As far as supermarkets go...

I thought the quality of most of their stuff was OK (well - no worse than most other supermarkets and a damn sight cheaper!). Anyway, they're not that handy for me so I've only ventured there a few times.

In my experience Aldi is grand and I tend to pick things up there in preference to any of the other supermarkets. Failing them I try Dunnes or Roches. I absolutely detest Tesco and try to avoid it at all costs (pun intended!).


----------



## Tommy (4 Nov 2002)

*Re: November 24........count me in !!!*

We shop in Lidl once a week or fortnight. Quality is excellent on almost all products, and poor on a small minority, but you will occasionally find rubbish in all shops. Aldi is good as well, but IMHO tends to focus a little more on novelties (sweets, cakes, sauces, seasonings, pre-prepared foods etc) than on essentials.

Neither will ever replace Dunnes, Tesco or the local shops but all competition is to be welcomed.


----------



## cloud (8 Nov 2002)

*location*

Where are Aldi and Lidl?


----------



## ClubMan (8 Nov 2002)

*Re: location*

Details of Aldi's Irish locations are available . They're in Parnell Street in case you're near Dublin City Centre. Unfortunately Lidl don't seem to have a non-German web site yet. I know they're in the Blanchardstown Centre.


----------



## Contango10 (8 Nov 2002)

*Re: location*

Aldi and Lidl are very interesting, in my opinion.

I was skeptical that they would win over the brand-loyal Irish shopper. A similiar business model had been tried before in the 80s with Giant and H. Williams, and didn't seem to succeed in the long run.

I also thought that the Irish are not as price sensitive as, say, the Germans.

However, the expension of Lidl, and less so Aldi, shows that I have been proved wrong. They appear to be very successful.

BTW, Aldi is short for "ALbrecht DIscount", as it was started by the Albrecht brothers in Germany decades ago.  I'd say Lidl is some sort of split from Aldi, as they share 3 letters.

The Lidl stores around the country all seem the same, i suppose to cut down on development costs.

As to where they are, there are (I think) 2 Lidls and 1 Aldi in Dublin. Then Lidl have at least another 20 stores, mainly in provincial towns. Galway, Longford, Mullingar, Edenderry, Letterkenny, etc., etc. The huge ads in the Indo include a list of stores.

The Lidl's I've been in sold beer and spirits. I was a bit surprised to see a low-cost operation paying 50-100 K for a pub licence.

Contango10


----------



## cloud (8 Nov 2002)

*thanks*

Thanks guys.
Must check out Aldi next time I'm in town.

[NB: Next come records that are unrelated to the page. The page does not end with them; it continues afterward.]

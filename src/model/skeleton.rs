//! Placeholder shapes shown while content is "loading"

use std::time::{Duration, Instant};

/// Time between shimmer frames
pub const SHIMMER_STEP: Duration = Duration::from_millis(120);

#[derive(Clone, Copy, Debug, PartialEq, Eq)]
pub enum SkeletonKind {
    /// Title bar, two excerpt lines and a meta line
    ArticleCard,
    /// A single row with a short meta bar
    ListRow,
    Paragraph(u8),
}

impl SkeletonKind {
    /// Bar widths as percentages of the available width, one per line
    pub fn bars(self) -> Vec<u16> {
        match self {
            SkeletonKind::ArticleCard => vec![70, 95, 85, 40],
            SkeletonKind::ListRow => vec![80, 30],
            SkeletonKind::Paragraph(lines) => (0..lines)
                .map(|i| if i + 1 == lines { 60 } else { 100 - (i as u16 % 3) * 5 })
                .collect(),
        }
    }
}

/// Animation phase for the shimmer highlight
#[derive(Clone, Debug)]
pub struct Shimmer {
    pub phase: usize,
    last_step: Instant,
}

impl Default for Shimmer {
    fn default() -> Self {
        Self {
            phase: 0,
            last_step: Instant::now(),
        }
    }
}

impl Shimmer {
    pub fn advance(&mut self, now: Instant) -> bool {
        if now.saturating_duration_since(self.last_step) >= SHIMMER_STEP {
            self.phase = self.phase.wrapping_add(1);
            self.last_step = now;
            true
        } else {
            false
        }
    }

    /// Column of the highlight within a bar of `width` cells
    pub fn highlight_at(&self, width: u16) -> u16 {
        if width == 0 {
            0
        } else {
            (self.phase % width as usize) as u16
        }
    }
}

#[cfg(test)]
mod tests {
    use super::*;

    #[test]
    fn paragraph_has_short_last_line() {
        let bars = SkeletonKind::Paragraph(4).bars();
        assert_eq!(bars.len(), 4);
        assert_eq!(bars.last(), Some(&60));
        assert!(bars[..3].iter().all(|w| *w >= 90));
    }

    #[test]
    fn shimmer_steps_on_schedule() {
        let mut shimmer = Shimmer::default();
        let t0 = Instant::now();
        shimmer.last_step = t0;
        assert!(!shimmer.advance(t0 + Duration::from_millis(100)));
        assert!(shimmer.advance(t0 + SHIMMER_STEP));
        assert_eq!(shimmer.phase, 1);
        assert_eq!(shimmer.highlight_at(0), 0);
    }
}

Unfortunately, I'm never really out Blanchardstown direction for Lidl.


----------



## ClubMan (8 Nov 2002)

*Re: thanks*

There was a good article about Aldi & Lidl in the Sunday Tribue business section a couple of weeks ago.

*The Lidl's I've been in sold beer and spirits. I was a bit surprised to see a low-cost operation paying 50-100 K for a pub licence.*

Surely an "off-licence" licence is not the same (and more to the point, the same price) as a pub licence?


----------



## MOB (8 Nov 2002)

*Off licence*

It does indeed cost the same, both licences being (subject to a court application) pretty much interchangeable.


----------



## N0elC (8 Nov 2002)

*Price sensitivity in Ireland*

Contango10 says:



> . . .  the Irish are not as price sensitive as, say, the Germans.



I couldn't agree more. 

It astounds me the prices that people pay over here for many services. Take gas or cable TV even - I've found them to be ridiculously expensive here compared to the UK.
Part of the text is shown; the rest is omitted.